STUTTGART - The profit margin for dealer groups that sell more than 1,000 new vehicles a year in Germany stood at a mere 0.8 percent in 2008.
That is below the average profitability of dealerships selling 300 cars or less -- 0.95 percent.
"Dealer groups are not inherently more profitable per se than small dealers," said Willi Diez, director of IFA, an automotive research institute, at the presentation of a study, Optimization of Dealer Groups.
IFA did the study for Dekra, a German automotive inspection and testing company.
The profitability of large groups comes in below the average for all the dealerships that were studied. Very small dealerships are the most profitable -- mainly due to their low overhead, according to Diez.

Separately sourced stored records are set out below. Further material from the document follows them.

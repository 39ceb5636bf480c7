pub mod error;
pub mod types;

pub use error::{RedditError, Result};
pub use types::{Comment, CommentNode, CommentTree, Listing, MoreComments, Submission};

use std::time::{Duration, Instant};

use serde::de::DeserializeOwned;
use tokio::sync::Mutex;
use types::{LinkThing, TokenResponse};

const OAUTH_BASE_URL: &str = "https://oauth.reddit.com";
const WWW_BASE_URL: &str = "https://www.reddit.com";

/// Reddit rejects larger page sizes.
pub const MAX_SEARCH_LIMIT: u32 = 100;

const TOKEN_EXPIRY_MARGIN: Duration = Duration::from_secs(60);

struct CachedToken {
    access_token: String,
    expires_at: Instant,
}

pub struct RedditClient {
    client: reqwest::Client,
    client_id: String,
    client_secret: String,
    oauth_base_url: String,
    www_base_url: String,
    token: Mutex<Option<CachedToken>>,
}

impl RedditClient {
    pub fn new(
        client_id: String,
        client_secret: String,
        user_agent: &str,
        timeout: Duration,
    ) -> Result<Self> {
        let client = reqwest::Client::builder()
            .user_agent(user_agent)
            .timeout(timeout)
            .build()?;
        Ok(Self {
            client,
            client_id,
            client_secret,
            oauth_base_url: OAUTH_BASE_URL.to_string(),
            www_base_url: WWW_BASE_URL.to_string(),
            token: Mutex::new(None),
        })
    }

    pub fn with_base_urls(mut self, oauth_base_url: &str, www_base_url: &str) -> Self {
        self.oauth_base_url = oauth_base_url.trim_end_matches('/').to_string();
        self.www_base_url = www_base_url.trim_end_matches('/').to_string();
        self
    }

    /// Search a subreddit (`"all"` for the global corpus). `limit` is clamped
    /// to [`MAX_SEARCH_LIMIT`].
    pub async fn search(&self, subreddit: &str, query: &str, limit: u32) -> Result<Vec<Submission>> {
        let limit = limit.min(MAX_SEARCH_LIMIT).to_string();
        tracing::debug!(subreddit, query, %limit, "reddit: searching");

        let url = format!("{}/r/{}/search", self.oauth_base_url, subreddit);
        let listing: Listing<LinkThing> = self
            .get_json(
                &url,
                &[
                    ("q", query),
                    ("limit", &limit),
                    ("sort", "relevance"),
                    ("t", "all"),
                    ("restrict_sr", "on"),
                    ("raw_json", "1"),
                ],
            )
            .await?;

        let submissions: Vec<Submission> = listing
            .data
            .children
            .into_iter()
            .filter(|t| t.kind == "t3")
            .map(|t| t.data)
            .collect();
        tracing::debug!(count = submissions.len(), "reddit: search returned");
        Ok(submissions)
    }

    /// Fetch one thread's comment forest as served on the first page. "Load
    /// more" placeholders are returned unexpanded.
    pub async fn comment_tree(&self, submission_id: &str) -> Result<CommentTree> {
        let url = format!("{}/comments/{}", self.oauth_base_url, submission_id);
        let (post, comments): (Listing<LinkThing>, Listing<CommentNode>) =
            self.get_json(&url, &[("raw_json", "1")]).await?;

        Ok(CommentTree {
            submission: post.data.children.into_iter().next().map(|t| t.data),
            roots: comments.data.children,
        })
    }

    async fn get_json<T: DeserializeOwned>(&self, url: &str, query: &[(&str, &str)]) -> Result<T> {
        let token = self.access_token().await?;
        let resp = self
            .client
            .get(url)
            .bearer_auth(&token)
            .query(query)
            .send()
            .await?;

        let status = resp.status();
        if !status.is_success() {
            let body = resp.text().await.unwrap_or_default();
            return Err(RedditError::Api {
                status: status.as_u16(),
                message: body,
            });
        }

        let body = resp.text().await?;
        Ok(serde_json::from_str(&body)?)
    }

    /// App-only OAuth token, cached until shortly before expiry.
    async fn access_token(&self) -> Result<String> {
        let mut guard = self.token.lock().await;
        if let Some(cached) = guard.as_ref() {
            if Instant::now() < cached.expires_at {
                return Ok(cached.access_token.clone());
            }
        }

        tracing::debug!("reddit: requesting app-only token");
        let url = format!("{}/api/v1/access_token", self.www_base_url);
        let resp = self
            .client
            .post(&url)
            .basic_auth(&self.client_id, Some(&self.client_secret))
            .form(&[("grant_type", "client_credentials")])
            .send()
            .await?;

        let status = resp.status();
        if !status.is_success() {
            let body = resp.text().await.unwrap_or_default();
            return Err(RedditError::Auth(format!("status {}: {}", status.as_u16(), body)));
        }

        let body = resp.text().await?;
        let token: TokenResponse = serde_json::from_str(&body)?;
        let lifetime = Duration::from_secs(token.expires_in).saturating_sub(TOKEN_EXPIRY_MARGIN);
        *guard = Some(CachedToken {
            access_token: token.access_token.clone(),
            expires_at: Instant::now() + lifetime,
        });
        Ok(token.access_token)
    }
}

Large groups apparently cannot offset their higher structural expenses with the cost advantages they achieve with bundled purchasing and other measures.
The example of the bankruptcy of the large Kroymans group demonstrates that size alone is no guarantee of success.
In just five years, the Dutch group grew from three to 19 locations in Germany. Revenues increased fivefold, from 75 to 366 million euros ($104 million to $507 million).
But profits didn't keep up, falling by more than 6 million euros ($8.3 million) in 2007. The share of owner equity trended downward as well, from 24.4 percent at the start to 12.8 percent.
"Kroymans became a victim of its aggressive growth strategy," Diez said.
Meanwhile, the inclination to expand has subsided considerably among large dealers with sales of more than 1,000 new cars a year.
While more than one group out of five (22.2 percent) planned to open more facilities within Germany in 2006, the figure is currently less than one in 10 (9.3 percent).
The German dealer giants' drive to expand abroad has also remained small.
One of the greatest risks to expanding dealer groups is the lack of a long-term brand and location strategy, according to Diez.
"Many groups grow through takeovers," he said. "And many gag in the process."
Many supposed bargains turn out to be money-losers if the acquisition doesn't fit into the company, for example.
It is crucial instead to carefully evaluate the takeover candidate and to integrate the operation quickly from an organizational standpoint.
Other dangers lurk around the multiple brand issue. Dealers who don't examine their portfolios on an ongoing basis risk cannibalizing their sales.
"Does it just bring additional costs and no income?" Diez asks.
With an average margin of 0.87 percent, multiple brand dealers are less profitable than those that sell just one brand (0.91 percent).
"Multiple brand retailing is no recipe for higher returns," he said.
The leadership structure frequently lags behind the group's growth as well. The transition from an organically grown structure to a new group structure is often lacking.
Diez says this principle applies: "As much centralization as necessary, as much decentralization as possible."